Dear Jewish Fairy Godmother:
My daughter (20) moved home after breaking up with her boyfriend of
three years. After four months together we’ve both agreed our
relationship will improve if she moves when school begins again in
January. She’s friends with a couple about ten years older than she is,
who have a girl and boy 2 and 4. Prior to connecting with this family
Rochelle has not exhibited any interest in children though she seems
to have bonded with these two. The deal is that the parents, whose
remodeled-garage- renting tenant just gave notice, will give her the
studio to live in, utilities, use of bathroom and kitchen, and feed her
dinner every night, in exchange for $300 and “regular” help with
childcare. I’m most concerned about her academics, and unsure about
how much time she’s going to spend getting involved with this
situation.

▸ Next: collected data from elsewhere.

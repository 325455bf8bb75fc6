use std::io::{Read, Write};
use std::path::{Path, PathBuf};
use tempfile::TempPath;

use super::github::http_client;
use crate::config::FeedSettings;
use crate::error::{Result, UpdateError};

const CHUNK_SIZE: usize = 8192;
const REPORT_EVERY: u64 = 1024 * 1024;

/// Progress of an artifact transfer.
#[derive(Debug, Clone, Copy, PartialEq, Eq)]
pub struct DownloadProgress {
    pub downloaded: u64,
    /// `None` when the server sent no `Content-Length`.
    pub total: Option<u64>,
}

impl DownloadProgress {
    pub fn percent(&self) -> Option<f64> {
        self.total
            .filter(|t| *t > 0)
            .map(|t| self.downloaded as f64 * 100.0 / t as f64)
    }
}

/// Streams artifacts into private temporary files.
#[derive(Debug, Clone)]
pub struct DownloadManager {
    feed: FeedSettings,
    dir: Option<PathBuf>,
    current_version: String,
}

impl DownloadManager {
    /// `dir` defaults to the system temp directory.
    pub fn new(feed: FeedSettings, dir: Option<PathBuf>, current_version: impl Into<String>) -> Self {
        Self {
            feed,
            dir,
            current_version: current_version.into(),
        }
    }

    /// Download `url` to a fresh temp file and return its closed path.
    ///
    /// The file is deleted when the returned [`TempPath`] is dropped, and on
    /// any failure before this returns.
    pub fn download<F>(&self, url: &str, progress: F) -> Result<TempPath>
    where
        F: FnMut(DownloadProgress),
    {
        tracing::info!(%url, "downloading update");
        let client = http_client(
            self.feed.download_timeout(),
            self.feed.bypass_proxy,
            &self.current_version,
        )?;
        let resp = client.get(url).send()?.error_for_status()?;
        let total = resp.content_length();

        let dir = self.dir.clone().unwrap_or_else(std::env::temp_dir);
        let path = stream_to_temp(resp, total, &dir, &self.feed.extension, progress)?;
        tracing::info!(path = %path.display(), "download complete");
        Ok(path)
    }
}

/// Copy `reader` into a new temp file under `dir` in fixed-size chunks.
pub fn stream_to_temp<R, F>(
    mut reader: R,
    total: Option<u64>,
    dir: &Path,
    suffix: &str,
    mut progress: F,
) -> Result<TempPath>
where
    R: Read,
    F: FnMut(DownloadProgress),
{
    std::fs::create_dir_all(dir).map_err(|e| UpdateError::fs("cannot create download dir", dir, e))?;
    let mut tmp = tempfile::Builder::new()
        .prefix("upkeep-download-")
        .suffix(suffix)
        .tempfile_in(dir)
        .map_err(|e| UpdateError::fs("cannot create temp file", dir, e))?;

    let mut buf = [0u8; CHUNK_SIZE];
    let mut downloaded: u64 = 0;
    let mut next_report = REPORT_EVERY;
    loop {
        let n = match reader.read(&mut buf) {
            Ok(0) => break,
            Ok(n) => n,
            Err(e) if e.kind() == std::io::ErrorKind::Interrupted => continue,
            // `tmp` is dropped here, which deletes the partial file.
            Err(e) => return Err(UpdateError::Network(format!("transfer interrupted: {e}"))),
        };
        tmp.write_all(&buf[..n])
            .map_err(|e| UpdateError::fs("cannot write download", tmp.path(), e))?;
        downloaded += n as u64;
        if downloaded >= next_report {
            next_report = downloaded + REPORT_EVERY;
            let p = DownloadProgress { downloaded, total };
            match p.percent() {
                Some(pct) => tracing::info!("download progress: {pct:.1}%"),
                None => tracing::info!("download progress: {downloaded} bytes"),
            }
            progress(p);
        }
    }

    if let Some(expected) = total
        && expected != downloaded
    {
        return Err(UpdateError::Network(format!(
            "truncated download: got {downloaded} of {expected} bytes"
        )));
    }
    tmp.as_file()
        .sync_all()
        .map_err(|e| UpdateError::fs("cannot flush download", tmp.path(), e))?;
    progress(DownloadProgress { downloaded, total });

    // Closes the handle, keeps the delete-on-drop path.
    Ok(tmp.into_temp_path())
}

I was a solo mom myself, and I know how often I would
have liked to call out for a second pair of hands. How can I advise and
protect her?
Knows the Drill
Dear Knows:
Whether you’re selling a house, buying a car, or renting a room, it’s
always important to know what you’re saying yes to, and to feel like
you’re part of a fair exchange, one you’d be willing to be on either side
- Rochelle should ascertain how much she’d be willing to pay for a
room with kitchen/bath privileges in a shared household. Then deduct
$300 from it, and establish a fair hourly rate for her child-caring. Do
the division and she can easily calculate the number of hours per
month it would be worth it to her to help out with childcare. She
should tell the couple that number and see how they respond, which
might be Sure, or Eeek we were hoping for double that, with some
form of negotiation to ensue.
Once they’ve agreed on terms (which might be an offer for lower rent
and more hours (though that gets closer to your worries about school),
they should write it all down. All should include not just number of
hours but also some acknowledgement of her school schedule, with
allowances for exam weeks, and that impromptu help also counts.
Remind her, If the price gets too high she should look for another
setting and strive to keep the friendship intact. School first.